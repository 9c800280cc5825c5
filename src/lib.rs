//! Predikant - iterative Dutch sermon generation in the style of
//! Eberhard Jüngel.
//!
//! A hosted large-language-model serves as both generator and judge:
//! each iteration generates a candidate sermon, scores it by blending
//! deterministic text statistics with an LLM verdict, and folds the
//! feedback of low-scoring attempts back into the instruction prompt.
//! The best prompt of a run is persisted so later runs start from a
//! better baseline.
//!
//! # Architecture
//!
//! - **Domain layer** (`domain`): data models and port traits
//! - **Service layer** (`services`): scoring, evolution, and the
//!   iteration controller
//! - **Infrastructure layer** (`infrastructure`): Claude HTTP adapter,
//!   configuration loading, prompt store, run artifacts
//! - **CLI layer** (`cli`): command-line interface

pub mod cli;
pub mod domain;
pub mod infrastructure;
pub mod services;

// Re-export commonly used types for convenience
pub use domain::models::{
    CandidateAttempt, Config, GenerationTask, NewPromptVersion, PromptStats, ScoreBreakdown,
    Solution, StoredPrompt,
};
pub use domain::ports::{Completion, CompletionClient, CompletionRequest, PromptRepository};
pub use infrastructure::claude::{ClaudeApiError, ClaudeClient, ClaudeClientConfig};
pub use infrastructure::config::{ConfigError, ConfigLoader};
pub use infrastructure::store::{InMemoryPromptStore, JsonPromptStore};
pub use services::{RunOutcome, RunReport, SermonGenerator, SermonScorer};
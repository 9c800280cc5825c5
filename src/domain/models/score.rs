use serde::{Deserialize, Serialize};

/// Blend weight of the stylometric composite in the overall score.
pub const STYLOMETRIC_BLEND: f64 = 0.3;

/// Blend weight of the qualitative composite in the overall score.
pub const QUALITATIVE_BLEND: f64 = 0.7;

/// The eight qualitative dimensions rated by the judge, each normalized
/// to [0, 1].
#[derive(Debug, Clone, Copy, PartialEq, Serialize, Deserialize)]
#[serde(rename_all = "snake_case")]
pub struct DimensionScores {
    pub theological: f64,
    pub metaphorical: f64,
    pub transformation: f64,
    pub rhetorical: f64,
    pub coherence: f64,
    pub language: f64,
    pub flow: f64,
    pub humor: f64,
}

impl DimensionScores {
    /// Fixed weights per dimension; sums to 1.0.
    pub const WEIGHTS: [(f64, fn(&Self) -> f64); 8] = [
        (0.20, |d| d.theological),
        (0.15, |d| d.metaphorical),
        (0.15, |d| d.transformation),
        (0.15, |d| d.rhetorical),
        (0.10, |d| d.coherence),
        (0.10, |d| d.language),
        (0.10, |d| d.flow),
        (0.05, |d| d.humor),
    ];

    /// Weighted qualitative composite in [0, 1].
    pub fn weighted_composite(&self) -> f64 {
        Self::WEIGHTS
            .iter()
            .map(|(weight, dim)| weight * dim(self))
            .sum()
    }
}

/// Full score breakdown for one candidate sermon.
#[derive(Debug, Clone, Serialize, Deserialize)]
#[serde(rename_all = "snake_case")]
pub struct ScoreBreakdown {
    /// Overall composite score in [0, 1]
    pub overall: f64,

    /// Deterministic stylometric composite in [0, 1]
    pub stylometric: f64,

    /// Weighted qualitative composite in [0, 1]
    pub qualitative: f64,

    /// Discipline multiplier in [0, 1]; penalizes explicit use of
    /// forbidden terminology
    pub discipline: f64,

    /// Per-dimension judge scores
    pub dimensions: DimensionScores,

    /// Itemized stylometric deviation feedback
    pub stylometric_feedback: String,

    /// Assembled judge feedback
    pub judge_feedback: String,
}

impl ScoreBreakdown {
    /// Blend the stylometric and qualitative composites into the overall
    /// score: `(0.3 * stylometric + 0.7 * qualitative) * discipline`.
    pub fn blend(stylometric: f64, qualitative: f64, discipline: f64) -> f64 {
        (STYLOMETRIC_BLEND * stylometric + QUALITATIVE_BLEND * qualitative) * discipline
    }

    /// Stylometric and judge feedback combined into the single feedback
    /// string carried by a [`super::Solution`].
    pub fn combined_feedback(&self) -> String {
        format!(
            "Stilometrie: {}\nLLM feedback: {}",
            self.stylometric_feedback, self.judge_feedback
        )
    }
}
######
* TASK GOAL
Restate word for word the entries above, starting at the line with "pub struct DimensionScores" and ending at the line with "Self::WEIGHTS", inclusive, and no others.

* RESULT OF THE TASK
pub struct DimensionScores {
    pub theological: f64,
    pub metaphorical: f64,
    pub transformation: f64,
    pub rhetorical: f64,
    pub coherence: f64,
    pub language: f64,
    pub flow: f64,
    pub humor: f64,
}

impl DimensionScores {
    /// Fixed weights per dimension; sums to 1.0.
    pub const WEIGHTS: [(f64, fn(&Self) -> f64); 8] = [
        (0.20, |d| d.theological),
        (0.15, |d| d.metaphorical),
        (0.15, |d| d.transformation),
        (0.15, |d| d.rhetorical),
        (0.10, |d| d.coherence),
        (0.10, |d| d.language),
        (0.10, |d| d.flow),
        (0.05, |d| d.humor),
    ];

    /// Weighted qualitative composite in [0, 1].
    pub fn weighted_composite(&self) -> f64 {
        Self::WEIGHTS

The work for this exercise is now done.